Among the entries, which lines carry the string "Returns"? Copy each of them.

-------- Recorded data --------

//! View-model for the posts screen.
//!
//! Two collections are fetched independently and joined per render: each
//! post row shows the owning user's columns, with placeholders when the
//! reference dangles. Search filters through the owner's name rather than a
//! post field.

use restdeck_core::{
    CollectionClient, Error, JoinedRow, Notice, NotificationSink, Post, PostDraft, Result, User,
};

use crate::FILL_ALL_FIELDS;
use crate::ids::next_id;
use crate::load::LoadState;

/// Editable field of a post row.
#[derive(Debug, Clone, Copy, PartialEq, Eq)]
pub enum PostField {
    /// Owning user id, edited as raw text.
    UserId,
    /// Post title.
    Title,
}

impl PostField {
    /// All fields in form/tab order.
    pub const ALL: [Self; 2] = [Self::UserId, Self::Title];

    /// Human-readable label for form rendering.
    #[must_use]
    pub fn label(self) -> &'static str {
        match self {
            Self::UserId => "User ID",
            Self::Title => "Title",
        }
    }
}

/// Raw form input for a post: the user id stays a string until a save
/// action parses it, mirroring how it is typed.
#[derive(Debug, Clone, Default, PartialEq, Eq)]
pub struct PostInput {
    /// Raw user id text.
    pub user_id: String,
    /// Title text.
    pub title: String,
}

impl PostInput {
    /// Seeds an input from an existing record.
    #[must_use]
    pub fn from_post(post: &Post) -> Self {
        Self {
            user_id: post.user_id.to_string(),
            title: post.title.clone(),
        }
    }

    /// The user id as a number, if the text parses to a non-zero value.
    #[must_use]
    pub fn parsed_user_id(&self) -> Option<i64> {
        self.user_id
            .trim()
            .parse::<i64>()
            .ok()
            .filter(|id| *id != 0)
    }
}

/// State of the posts screen: both collections, the search query, and the
/// transient edit/create inputs.
#[derive(Default)]
pub struct PostsPage {
    /// Fetched post records.
    pub posts: Vec<Post>,
    /// Fetched user records, joined against per render.
    pub users: Vec<User>,
    /// Whether the initial list requests have resolved.
    pub load: LoadState,
    /// Live search query, matched against owner names.
    pub search: String,
    /// Id of the row currently in edit mode, if any.
    pub editing_id: Option<i64>,
    /// Input for the row being edited.
    pub editing_input: PostInput,
    /// Input for the creation form.
    pub new_input: PostInput,
    /// Whether the creation form is shown.
    pub form_visible: bool,
}

impl PostsPage {
    /// Creates an empty page in the loading state.
    #[must_use]
    pub fn new() -> Self {
        Self::default()
    }

    /// Fetches both collections concurrently, with no ordering guarantee
    /// between their completions. Each collection is applied independently:
    /// one failing leaves the other usable and the join tolerates the gap.
    ///
    /// # Errors
    ///
    /// Returns the first error when either list request fails.
    pub async fn load(&mut self, client: &dyn CollectionClient) -> Result<()> {
        self.load = LoadState::Loading;
        let (posts, users) = tokio::join!(client.list_posts(), client.list_users());

        let mut first_error: Option<Error> = None;
        match posts {
            Ok(posts) => self.posts = posts,
            Err(err) => {
                tracing::error!("post list request failed: {err}");
                first_error = Some(err);
            }
        }
        match users {
            Ok(users) => self.users = users,
            Err(err) => {
                tracing::error!("user list request failed: {err}");
                if first_error.is_none() {
                    first_error = Some(err);
                }
            }
        }

        match first_error {
            None => {
                self.load = LoadState::Loaded;
                Ok(())
            }
            Some(err) => {
                self.load = LoadState::Failed;
                Err(err)
            }
        }
    }

    /// Posts whose owner's name contains the search query,
    /// case-insensitively. An empty query matches every post, dangling
    /// owner or not, so the empty filter is the identity.
    pub fn filtered(&self) -> impl Iterator<Item = &Post> {
        let query = self.search.to_lowercase();
        self.posts.iter().filter(move |post| {
            if query.is_empty() {
                return true;
            }
            self.users
                .iter()
                .any(|user| user.id == post.user_id && user.name.to_lowercase().contains(&query))
        })
    }

    /// The filtered posts paired with their owners by linear lookup.
    /// Recomputed per call; rows with no resolving owner carry `None` and
    /// render as placeholders.
    #[must_use]
    pub fn joined_rows(&self) -> Vec<JoinedRow<'_>> {
        self.filtered()
            .map(|post| JoinedRow {
                post,
                user: self.users.iter().find(|user| user.id == post.user_id),
            })
            .collect()
    }

    /// Moves the given row into edit mode, seeding the input from its
    /// current values. Any unsaved input from a previous edit is silently
    /// discarded. Unknown ids are ignored.
    pub fn begin_edit(&mut self, id: i64) {
        if let Some(post) = self.posts.iter().find(|post| post.id == id) {
            self.editing_id = Some(id);
            self.editing_input = PostInput::from_post(post);
        }
    }

    /// Merges a value into the editing input by field.
    pub fn set_editing_field(&mut self, field: PostField, value: impl Into<String>) {
        Self::set_field(&mut self.editing_input, field, value.into());
    }

    /// Merges a value into the creation input by field.
    pub fn set_new_field(&mut self, field: PostField, value: impl Into<String>) {
        Self::set_field(&mut self.new_input, field, value.into());
    }

    /// Field-addressed input merge.
    fn set_field(input: &mut PostInput, field: PostField, value: String) {
        match field {
            PostField::UserId => input.user_id = value,
            PostField::Title => input.title = value,
        }
    }

    /// Sends the editing input as a partial update for the row in edit mode.
    ///
    /// On success the input is merged into the local post and edit mode
    /// ends; on failure (including an unparseable user id) local state is
    /// unchanged and the row stays editing. A no-op when no row is being
    /// edited.
    ///
    /// # Errors
    ///
    /// Returns a validation error if the user id text does not parse to a
    /// non-zero number, or the client error if the update request fails.
    pub async fn commit_edit(&mut self, client: &dyn CollectionClient) -> Result<()> {
        let Some(id) = self.editing_id else {
            return Ok(());
        };
        let Some(user_id) = self.editing_input.parsed_user_id() else {
            return Err(Error::Validation(
                "user id must be a non-zero number".to_owned(),
            ));
        };

        let draft = PostDraft {
            user_id,
            title: self.editing_input.title.clone(),
        };
        match client.update_post(id, &draft).await {
            Ok(_) => {
                if let Some(post) = self.posts.iter_mut().find(|post| post.id == id) {
                    post.user_id = draft.user_id;
                    post.title = draft.title;
                }
                self.editing_id = None;
                Ok(())
            }
            Err(err) => {
                tracing::error!("post update request failed: {err}");
                Err(err)
            }
        }
    }

    /// Requests remote deletion, removing the local post only on success.
    ///
    /// # Errors
    ///
    /// Returns the client error if the delete request fails; the post stays
    /// in the list as if nothing happened.
    pub async fn delete(&mut self, client: &dyn CollectionClient, id: i64) -> Result<()> {
        match client.delete_post(id).await {
            Ok(()) => {
                self.posts.retain(|post| post.id != id);
                Ok(())
            }
            Err(err) => {
                tracing::error!("post delete request failed: {err}");
                Err(err)
            }
        }
    }

    /// Submits the creation form.
    ///
    /// Validation precedes the network call here: a blank or zero user id
    /// or an empty title warns via the sink and no request is issued. A
    /// valid input is assigned the next local id, sent as a complete record,
    /// and appended on success; the form is hidden and the input reset.
    ///
    /// # Errors
    ///
    /// Returns the client error if the create request fails; nothing is
    /// appended in that case.
    pub async fn add_new(
        &mut self,
        client: &dyn CollectionClient,
        sink: &mut dyn NotificationSink,
    ) -> Result<()> {
        let Some(user_id) = self.new_input.parsed_user_id() else {
            sink.notify(Notice::warning(FILL_ALL_FIELDS));
            return Ok(());
        };
        if self.new_input.title.is_empty() {
            sink.notify(Notice::warning(FILL_ALL_FIELDS));
            return Ok(());
        }

        let id = next_id(self.posts.iter().map(|post| post.id));
        let post = Post {
            id,
            user_id,
            title: self.new_input.title.clone(),
        };
        match client.create_post(&post).await {
            Ok(_) => {
                self.posts.push(post);
                self.form_visible = false;
                self.new_input = PostInput::default();
                Ok(())
            }
            Err(err) => {
                tracing::error!("post create request failed: {err}");
                Err(err)
            }
        }
    }
}
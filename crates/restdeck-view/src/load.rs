//! Collection load states.

/// Whether a screen's collection(s) have been fetched yet.
///
/// Distinguishes the transient just-mounted empty state from a genuinely
/// empty or failed load, so the shell can render "loading" instead of a
/// bare zero-row table.
#[derive(Debug, Clone, Copy, Default, PartialEq, Eq)]
pub enum LoadState {
    /// Initial state: requests are in flight (or about to be).
    #[default]
    Loading,
    /// All initial requests resolved successfully.
    Loaded,
    /// At least one initial request failed; affected collections stay empty.
    Failed,
}

impl LoadState {
    /// True once the initial requests have resolved, successfully or not.
    #[must_use]
    pub fn is_settled(self) -> bool {
        !matches!(self, Self::Loading)
    }
}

--------

**Reply:**
    /// Returns the first error when either list request fails.
    /// Returns a validation error if the user id text does not parse to a
    /// Returns the client error if the delete request fails; the post stays
    /// Returns the client error if the create request fails; nothing is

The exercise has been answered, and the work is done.